効果音のひとつとして、“歓声”も大事な要素となる。歓声はナイスプレイのとき、達成感や爽快感をアップさせてくれるが、逆にほかの効果音を消してしまうバランスブレイカーともなる。ただ『スマブラSP』では、あえてそうしたバランスのまま実装しているとのことだ。歓声はトリガーとなるアクションに、ワンテンポ遅れて発生する仕様。これは実際のスポーツでのスタジアムの歓声などをイメージしているという。
こうした効果音の数々をどうまとめていくのか? 続けては制御の手法が解説された。たとえば対CPUがメインのモードなどでは、自分があやつるファイターに関するサウンドは、CPUのファイターのサウンドより、わずかに大きく聞こえるように調整されているという。このひと手間をかけることで、ユーザーが感じる手応えが、よりわかりやすくなるそうだ。
また多人数のファイトでは音がわかりづらくなるため、対戦人数による制御もなされている。音量バランスは4人カウントを基準として、動作音やBGMなどが人数により上下していく仕組みだ。
ゲームの顔として活用されたテーマ曲
最後に解説されたテーマは、サウンドの主役であるテーマソングや、数々のアレンジ曲についてだ。まずIPのアレンジ曲に関しては、“原曲、原作を重視”、“乱闘を盛り上げる!”というふたつの方針に沿って開発が行われたことが明かされた。
ここで中鶴氏が紹介した具体的なアレンジの特徴はふたつ。“すぐになんの曲かわかること”と、“変えない良さ&変える良さ”だ。ゲームが始まるとプレイヤーはバトルに没頭するので、開始早々に、「あの曲だな」と曲を印象づけることは重要。また“変えない良さ&変える良さ”については、オリジナルに沿いながらも作家性が活きるように、引用部と創作部のバランスも重視したという。

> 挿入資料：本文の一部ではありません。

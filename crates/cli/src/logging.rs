//! `tracing-subscriber` wiring.
//!
//! Every `tracing` event emitted by the workspace flows through the subscriber
//! installed here. Output goes to stderr so stdout carries only the JSON
//! report.

use anyhow::{anyhow, Result};
use clap::ValueEnum;
use tracing_subscriber::EnvFilter;

/// Filter used when `RUST_LOG` is unset or unparsable.
const DEFAULT_FILTER: &str = "info";

#[derive(Debug, Clone, Copy, PartialEq, Eq, Default, ValueEnum)]
pub enum LogFormat {
    /// Human-readable lines
    #[default]
    Text,
    /// One JSON object per event
    Json,
}

pub fn init(format: LogFormat) -> Result<()> {
    let filter = EnvFilter::try_from_default_env().unwrap_or_else(|_| EnvFilter::new(DEFAULT_FILTER));
    let builder = tracing_subscriber::fmt()
        .with_env_filter(filter)
        .with_writer(std::io::stderr);

    let installed = match format {
        LogFormat::Text => builder.try_init(),
        LogFormat::Json => builder.json().try_init(),
    };
    installed.map_err(|e| anyhow!("failed to install tracing subscriber: {e}"))
}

そしてラストは、ゲームのメインテーマ曲『命の灯火』についての解説がなされた。これは戦場やメニュー画面で共通で使われており、いわばゲームの顔とも言える曲で、多彩なアレンジがなされている。ここではそのなかでも、メニュー画面における楽曲構成が詳しく紹介された。
じつはメニューでの楽曲アレンジは10パートに分かれており、それぞれに主要楽器や演奏コンセプトが違っている。それぞれのパートが流れを引き継ぎ、大きなうねりを生み出している。
『命の灯火』をモチーフとしたサウンドは、アレンジを変えて30ヵ所以上で使用されるため、いろいろな制御も導入されているという。たとえばメニュー画面なら、前述したように10パートに区切りがあるが、開始位置の音楽スタートはランダムとなっている。最初にゲームスタートしたときこそイントロから始まるが、その後にメニューに戻ったときは、曲の途中から始まることもあるわけだ。これはマンネリ感をなくし、戦いの高揚感をリセットさせにくい工夫とのこと。
ほかにもサウンド面では、いくつもの工夫が実装されている。たとえばサドンデスのシーンなら盛り上がり重視の曲になったり、ステージ変化で曲が変わったり、ほかのキャラに触れると演奏楽器が増えたり、などなど。遊び要素が満載なところも、『スマブラSP』サウンドの大きな魅力だろう。
セッションでは最後に、中鶴氏が全体的なまとめをスクリーンで紹介。出した結論は、“体感を重視したこだわり→ゲームの手応え→満足! 楽しい!”というもの。
「全世界で1400万本以上のヒットとなり、多くのみなさんに楽しんでいただいてますが、サウンド開発の一端を知っていただいたことで、また違ったおもしろみを感じていただけたと思います」とコメントし、セッションを締めくくった。